В кино или на концерте, в момент исполнения какого-нибудь проникновенного произведения, они вспоминали о сыне, даже не позволяя себе намека на это ни взглядом, ни вздохом, ни прикосновением. Знали они, что он здесь, что способен возникнуть рядом в любое мгновение, но никто и никогда в это мгновение не готов был сказать ему – довольно боли, хватить мучить себя и нас – пусть он покоится с миром. И во время еды, и во время путешествия, и на встрече с друзьями на вечеринке, и даже во время шоппинга, в супермаркете, – они всегда могли увидеть его, почувствовать и порадоваться общению с ним.
Они были вместе. Во всем.
За исключением секса.
Ибо в сексе есть место только двоим. Мужчине и женщине, а их сыну, мертвому или живому, не было места ни в постели, ни в их спальне. Потому что если мертвый сын проскользнул бы в их сознание хоть на мгновение в прикосновении ли руки, или в мимолетном движении тела, всякая возможность секса в ту же секунду стала бы невозможной и, более того, показалась бы отвратительной. Возможно, чтобы не допустить этого, с самого первого дня после похорон до последнего вздоха в этой жизни ее сестра покончила, со всей присущей ей решительностью, с любыми попытками секса – для себя и, разумеется, тем самым для мужа. И как же он мог переубедить ее, если знал, что она убеждена: в любой момент в сознании своем она может открыть дверь и мысленно позвать Эяля, сказав: «сынок, мой дорогой, вернись, я снова так соскучилась по тебе». А он… мог ли он сказать в минуту любовных объятий: «дорогой мой, одну минутку, подожди чуть-чуть. Ты появился слишком рано… точно так же, как в день, когда ты был зачат, это – тоже поле боя, и если ты сделаешь хоть один шаг в душу этой голой женщины, которую я сейчас держу в своих руках, я сокрушу тебя дружественным огнем»…
Капли дождя медленно стекали с лобового стекла, хотя еще минуту назад сияло солнце. Дорога постепенно пропадала среди покрытых лесом холмов. Когда Ирми увидел, как Даниэла, которая внимательно слушала все, о чем он говорил, пораженно замолчала, он вновь повернулся лицом к дороге, в знак того, что исповедь закончена и говорить больше нечего.

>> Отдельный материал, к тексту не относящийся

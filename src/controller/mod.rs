//! Phase sequencing: activating a phase folder and advancing through it.
//!
//! The controller owns the active-sequence pointer (`selectedFolderId`) and
//! drives the master scene. Each advance picks the next phase that is not
//! skipped, materializes the master on first use and merges the phase into it.
//! Operations are serialized through one async mutex.

pub mod merge;
pub mod state;

pub use merge::{MergeReport, MergeStrategy};
pub use state::SequenceState;

use std::sync::Arc;

use serde_json::{Value, json};
use tokio::sync::Mutex;

use crate::cycle::{NextPhase, next_phase_index};
use crate::errors::{PhaseyError, Result};
use crate::flags::MODULE_ID;
use crate::notify::Notifier;
use crate::phase_set::{IS_PHASE_FOLDER, MASTER_SCENE_ID, PhaseSet};
use crate::settings::{ModuleSettings, SettingKey};
use crate::store::{Document, DocumentKind, DocumentStore, SettingsStore};

/// Result of a successful advance.
#[derive(Debug, Clone, PartialEq, Eq)]
pub enum AdvanceOutcome {
    /// The phase at `index` was merged into the master
    Advanced {
        index: usize,
        scene_id: String,
        master_scene_id: String,
        master_created: bool,
        report: MergeReport,
    },
    /// Only the current phase is valid; nothing changed
    OnlyValidPhase { index: usize },
}

impl AdvanceOutcome {
    pub fn index(&self) -> usize {
        match self {
            AdvanceOutcome::Advanced { index, .. } | AdvanceOutcome::OnlyValidPhase { index } => {
                *index
            }
        }
    }
}

pub struct PhaseController {
    documents: Arc<dyn DocumentStore>,
    settings: ModuleSettings,
    notifier: Arc<dyn Notifier>,
    strategy: MergeStrategy,
    in_flight: Mutex<()>,
}

impl PhaseController {
    pub fn new(
        documents: Arc<dyn DocumentStore>,
        settings: Arc<dyn SettingsStore>,
        notifier: Arc<dyn Notifier>,
    ) -> Self {
        Self {
            documents,
            settings: ModuleSettings::new(settings),
            notifier,
            strategy: MergeStrategy::default(),
            in_flight: Mutex::new(()),
        }
    }

    pub fn with_strategy(mut self, strategy: MergeStrategy) -> Self {
        self.strategy = strategy;
        self
    }

    pub fn strategy(&self) -> MergeStrategy {
        self.strategy
    }

    pub fn documents(&self) -> Arc<dyn DocumentStore> {
        Arc::clone(&self.documents)
    }

    /// Id of the active phase folder.
    pub async fn active_folder_id(&self) -> Result<Option<String>> {
        Ok(self.settings.get_id(SettingKey::SelectedFolderId).await?)
    }

    /// Load a phase set by folder id, running reconciliation.
    pub async fn load_phase_set(&self, folder_id: &str) -> Result<PhaseSet> {
        PhaseSet::load_by_id(self.documents(), folder_id).await
    }

    /// Make `phase_set` the active sequence and apply its first phase.
    ///
    /// On return `phase_set` reflects what was persisted, including the master.
    pub async fn activate(&self, phase_set: &mut PhaseSet) -> Result<AdvanceOutcome> {
        let _guard = self.in_flight.lock().await;
        tracing::info!(folder = %phase_set.name(), "activating phase sequence");

        self.settings
            .set_id(SettingKey::SelectedFolderId, Some(phase_set.id()))
            .await?;
        phase_set.set_current_phase_index(0);
        phase_set.save().await?;

        let outcome = self.advance_locked(0).await?;
        let folder_id = phase_set.id().to_string();
        *phase_set = self.load_phase_set(&folder_id).await?;
        Ok(outcome)
    }

    /// Advance the active sequence by `steps` (negative steps go back).
    pub async fn advance_phase(&self, steps: i64) -> Result<AdvanceOutcome> {
        let _guard = self.in_flight.lock().await;
        self.advance_locked(steps).await
    }

    async fn advance_locked(&self, steps: i64) -> Result<AdvanceOutcome> {
        let folder_id = self
            .active_folder_id()
            .await?
            .ok_or(PhaseyError::NoSelection)?;
        let mut set = self.load_phase_set(&folder_id).await?;
        let current = set.current_phase_index();

        let index = match next_phase_index(
            set.phase_scene_ids(),
            set.skipped_scene_ids(),
            current,
            steps,
        ) {
            NextPhase::Phase(index) => index,
            NextPhase::OnlyValidPhase => {
                tracing::info!(folder = %set.name(), index = current, "only one valid phase");
                self.notifier
                    .warn("There is only one valid phase in this sequence. Nothing to advance to.");
                return Ok(AdvanceOutcome::OnlyValidPhase { index: current });
            }
            NextPhase::NoValidPhases => {
                return Err(PhaseyError::NoValidScenes {
                    folder: set.name().to_string(),
                });
            }
        };

        let scene_id = set.phase_scene_ids()[index].clone();
        let phase = self
            .documents
            .get(DocumentKind::Scene, &scene_id)
            .await?
            .ok_or_else(|| PhaseyError::not_found(DocumentKind::Scene, &scene_id))?;

        let (master, master_created) = self.resolve_master(&mut set, &phase).await?;

        // a fresh master already carries the phase's tokens from the clone
        let with_tokens = set.merge_tokens() && !master_created;
        let report = merge::merge_phase(
            self.documents.as_ref(),
            self.strategy,
            &master,
            &phase,
            with_tokens,
        )
        .await?;

        set.set_current_phase_index(index);
        set.save().await?;

        tracing::info!(
            folder = %set.name(),
            from = current,
            to = index,
            phase = %phase.name(),
            master = %master.id(),
            "advanced phase"
        );

        Ok(AdvanceOutcome::Advanced {
            index,
            scene_id,
            master_scene_id: master.id().to_string(),
            master_created,
            report,
        })
    }

    /// Find the master scene, cloning `phase` into a new one when the recorded
    /// master is missing. Returns the master and whether it was just created.
    async fn resolve_master(&self, set: &mut PhaseSet, phase: &Document) -> Result<(Document, bool)> {
        if let Some(id) = set.master_scene_id()
            && let Some(master) = self.documents.get(DocumentKind::Scene, id).await?
        {
            return Ok((master, false));
        }

        let mut data = phase.to_clone_data();
        data.insert("name".into(), json!(format!("{} (Master)", set.name())));
        data.insert("folder".into(), Value::Null);
        data.insert("active".into(), json!(false));
        let master = self.documents.create(DocumentKind::Scene, data).await?;
        tracing::info!(folder = %set.name(), master = %master.id(), "created master scene");

        set.set_master_scene_id(Some(master.id().to_string()));
        set.save().await?;
        self.settings
            .set_id(SettingKey::LastMasterSceneId, Some(master.id()))
            .await?;

        let viewed = self.documents.viewed_scene_id().await?;
        if viewed.as_deref() != Some(master.id()) {
            self.notifier.warn(&format!(
                "Created master scene \"{}\". You are not viewing it; switch to it to see phase changes.",
                master.name()
            ));
        }

        Ok((master, true))
    }

    /// True when a sequence is selected and its master is the presented scene.
    pub async fn phase_in_progress(&self) -> Result<bool> {
        let Some(folder_id) = self.active_folder_id().await? else {
            return Ok(false);
        };
        let Some(folder) = self.documents.get(DocumentKind::Folder, &folder_id).await? else {
            return Ok(false);
        };
        let Some(master_id) = folder
            .get_flag(MODULE_ID, MASTER_SCENE_ID)
            .and_then(Value::as_str)
            .filter(|id| !id.is_empty())
        else {
            return Ok(false);
        };
        let presented = self.documents.presented_scene_id().await?;
        Ok(presented.as_deref() == Some(master_id))
    }

    /// Delete the most recently created master scene and forget it.
    pub async fn cleanup_master_scene(&self) -> Result<()> {
        if let Some(id) = self.settings.get_id(SettingKey::LastMasterSceneId).await? {
            self.delete_scene_if_present(&id).await?;
        }
        self.settings
            .set_id(SettingKey::LastMasterSceneId, None)
            .await?;
        Ok(())
    }

    async fn delete_scene_if_present(&self, id: &str) -> Result<()> {
        if self.documents.get(DocumentKind::Scene, id).await?.is_some() {
            self.documents.delete(DocumentKind::Scene, id).await?;
            tracing::info!(scene = %id, "deleted master scene");
        }
        Ok(())
    }

    /// End the active sequence: delete its master and clear the selection.
    pub async fn deactivate(&self) -> Result<()> {
        let _guard = self.in_flight.lock().await;
        let folder_id = self
            .active_folder_id()
            .await?
            .ok_or(PhaseyError::NoSelection)?;

        match self.load_phase_set(&folder_id).await {
            Ok(mut set) => {
                if let Some(master) = set.master_scene_id().map(str::to_string) {
                    self.delete_scene_if_present(&master).await?;
                    set.set_master_scene_id(None);
                    set.save().await?;
                }
            }
            Err(PhaseyError::NotFound { .. }) => {
                tracing::warn!(folder = %folder_id, "active phase folder no longer exists");
            }
            Err(e) => return Err(e),
        }

        self.cleanup_master_scene().await?;
        self.settings
            .set_id(SettingKey::SelectedFolderId, None)
            .await?;
        tracing::info!(folder = %folder_id, "deactivated phase sequence");
        Ok(())
    }

    /// Lifecycle state of a folder. Lookups only.
    pub async fn sequence_state(&self, folder_id: &str) -> Result<SequenceState> {
        let folder = self
            .documents
            .get(DocumentKind::Folder, folder_id)
            .await?
            .ok_or_else(|| PhaseyError::not_found(DocumentKind::Folder, folder_id))?;

        let marked = folder.get_flag(MODULE_ID, IS_PHASE_FOLDER).and_then(Value::as_bool)
            == Some(true);
        let selected = self.active_folder_id().await?.as_deref() == Some(folder_id);
        let master_exists = match folder
            .get_flag(MODULE_ID, MASTER_SCENE_ID)
            .and_then(Value::as_str)
        {
            Some(id) => self.documents.get(DocumentKind::Scene, id).await?.is_some(),
            None => false,
        };
        Ok(SequenceState::derive(marked, selected, master_exists))
    }
}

Но для Даниэлы разговор еще не был закончен. Не пытаясь перекрыть своим голосом рев автомобильного двигателя, она подалась вперед и коснулась губами лысой головы зятя, сказав сдавленным голосом:
– Твоя исповедь так болезненна и понятна, как и естественна. Неделями после его смерти, когда мы думали о тебе, мы также не могли притронуться друг к другу. И Амоц, который всегда хотел меня, он в то время понял все и не склонял, не принуждал меня к сексу. Ни говоря ни слова. Не пускаясь ни в какие объяснения, он принял добровольное воздержание… своего рода целибат. А потом с ним стали происходить странные вещи… и продолжают происходить время от времени даже сейчас. В кино, оказавшись в темноте, он вдруг начинает плакать… даже если на экране показывают какую-нибудь ерунду. А когда я гляжу на него, то вижу – он не в себе, хотя, может быть, ему просто стыдно за эти слезы.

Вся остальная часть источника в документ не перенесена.